> **What the task asks**: Line count for the string "ignored": give the number of lines in the data below that contain it, and nothing more.

(Input records Opens)

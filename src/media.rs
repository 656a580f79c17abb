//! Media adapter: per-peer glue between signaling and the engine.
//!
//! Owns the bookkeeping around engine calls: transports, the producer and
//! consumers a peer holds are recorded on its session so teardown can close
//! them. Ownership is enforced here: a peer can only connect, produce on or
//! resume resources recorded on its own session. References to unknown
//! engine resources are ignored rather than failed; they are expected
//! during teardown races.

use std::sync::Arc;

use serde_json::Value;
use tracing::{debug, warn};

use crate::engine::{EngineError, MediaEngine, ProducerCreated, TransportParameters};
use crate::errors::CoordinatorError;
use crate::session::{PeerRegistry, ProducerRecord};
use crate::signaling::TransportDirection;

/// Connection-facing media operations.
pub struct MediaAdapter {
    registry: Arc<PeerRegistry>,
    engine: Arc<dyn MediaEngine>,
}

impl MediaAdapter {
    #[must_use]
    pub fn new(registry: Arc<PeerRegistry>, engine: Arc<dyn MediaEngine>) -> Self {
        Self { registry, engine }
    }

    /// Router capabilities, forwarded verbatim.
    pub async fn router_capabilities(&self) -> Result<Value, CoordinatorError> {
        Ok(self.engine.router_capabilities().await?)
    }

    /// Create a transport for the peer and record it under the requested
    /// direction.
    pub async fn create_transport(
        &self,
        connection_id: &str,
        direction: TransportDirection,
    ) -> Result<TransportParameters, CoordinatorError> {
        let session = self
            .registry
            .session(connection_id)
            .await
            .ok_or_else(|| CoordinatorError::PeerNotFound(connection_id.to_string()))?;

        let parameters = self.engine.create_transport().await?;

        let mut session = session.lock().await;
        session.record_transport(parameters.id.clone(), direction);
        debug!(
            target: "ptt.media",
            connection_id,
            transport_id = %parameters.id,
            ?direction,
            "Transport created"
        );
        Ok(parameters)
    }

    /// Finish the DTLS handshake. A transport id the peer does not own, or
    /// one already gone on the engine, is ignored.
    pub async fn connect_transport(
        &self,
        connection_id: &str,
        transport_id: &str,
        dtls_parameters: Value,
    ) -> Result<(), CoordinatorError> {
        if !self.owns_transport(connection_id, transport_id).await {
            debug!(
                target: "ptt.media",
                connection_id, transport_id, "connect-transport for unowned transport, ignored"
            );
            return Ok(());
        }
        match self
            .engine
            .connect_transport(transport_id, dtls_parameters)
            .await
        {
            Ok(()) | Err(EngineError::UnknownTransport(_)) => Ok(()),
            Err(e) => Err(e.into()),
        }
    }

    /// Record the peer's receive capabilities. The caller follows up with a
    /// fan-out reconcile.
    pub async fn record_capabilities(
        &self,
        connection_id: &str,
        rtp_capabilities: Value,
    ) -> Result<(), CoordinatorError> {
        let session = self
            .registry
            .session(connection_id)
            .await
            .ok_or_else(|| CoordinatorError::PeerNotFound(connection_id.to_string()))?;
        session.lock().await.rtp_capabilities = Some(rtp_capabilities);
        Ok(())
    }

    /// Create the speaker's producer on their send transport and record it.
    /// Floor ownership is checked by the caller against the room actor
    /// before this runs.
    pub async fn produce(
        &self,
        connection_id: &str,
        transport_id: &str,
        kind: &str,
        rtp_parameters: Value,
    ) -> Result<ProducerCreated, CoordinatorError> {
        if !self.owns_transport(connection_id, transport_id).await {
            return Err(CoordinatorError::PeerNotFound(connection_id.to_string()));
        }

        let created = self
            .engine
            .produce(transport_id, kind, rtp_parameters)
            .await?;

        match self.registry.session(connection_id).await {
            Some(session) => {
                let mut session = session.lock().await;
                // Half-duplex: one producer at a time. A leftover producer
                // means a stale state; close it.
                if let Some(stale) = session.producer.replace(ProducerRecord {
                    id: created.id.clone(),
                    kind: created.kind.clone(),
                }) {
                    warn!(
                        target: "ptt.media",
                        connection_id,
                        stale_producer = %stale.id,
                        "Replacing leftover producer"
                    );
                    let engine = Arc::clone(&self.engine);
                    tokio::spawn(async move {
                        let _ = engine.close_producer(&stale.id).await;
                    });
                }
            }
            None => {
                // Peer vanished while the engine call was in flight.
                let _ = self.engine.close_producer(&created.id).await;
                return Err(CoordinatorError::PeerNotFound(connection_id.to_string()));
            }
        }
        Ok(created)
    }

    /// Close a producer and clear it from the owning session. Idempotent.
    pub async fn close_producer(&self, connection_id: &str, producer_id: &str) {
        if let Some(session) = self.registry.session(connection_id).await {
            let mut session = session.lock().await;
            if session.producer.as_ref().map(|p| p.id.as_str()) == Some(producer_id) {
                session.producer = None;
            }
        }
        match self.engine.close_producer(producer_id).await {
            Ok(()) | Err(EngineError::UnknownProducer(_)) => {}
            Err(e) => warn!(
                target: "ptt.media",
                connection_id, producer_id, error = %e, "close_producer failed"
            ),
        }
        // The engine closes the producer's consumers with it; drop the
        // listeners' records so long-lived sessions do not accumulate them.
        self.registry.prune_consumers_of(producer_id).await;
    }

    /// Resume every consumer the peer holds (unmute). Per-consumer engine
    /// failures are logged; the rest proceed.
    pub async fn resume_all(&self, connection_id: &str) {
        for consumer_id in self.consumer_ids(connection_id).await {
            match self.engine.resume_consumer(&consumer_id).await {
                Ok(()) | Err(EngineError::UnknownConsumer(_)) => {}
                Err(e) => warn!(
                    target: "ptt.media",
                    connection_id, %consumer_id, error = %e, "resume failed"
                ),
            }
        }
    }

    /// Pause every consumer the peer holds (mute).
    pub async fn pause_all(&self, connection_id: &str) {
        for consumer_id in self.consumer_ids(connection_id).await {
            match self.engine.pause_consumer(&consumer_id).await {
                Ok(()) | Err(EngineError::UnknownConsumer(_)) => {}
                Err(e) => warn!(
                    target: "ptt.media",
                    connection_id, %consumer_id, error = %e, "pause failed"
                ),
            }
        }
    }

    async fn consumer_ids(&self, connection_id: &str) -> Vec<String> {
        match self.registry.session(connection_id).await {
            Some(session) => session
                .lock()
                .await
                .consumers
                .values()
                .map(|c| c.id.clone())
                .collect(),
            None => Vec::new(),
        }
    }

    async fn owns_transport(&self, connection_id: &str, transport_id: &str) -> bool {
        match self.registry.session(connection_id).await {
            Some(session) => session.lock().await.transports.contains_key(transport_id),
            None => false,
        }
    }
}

(Input records Closes)

> **Answer to this exercise**: 3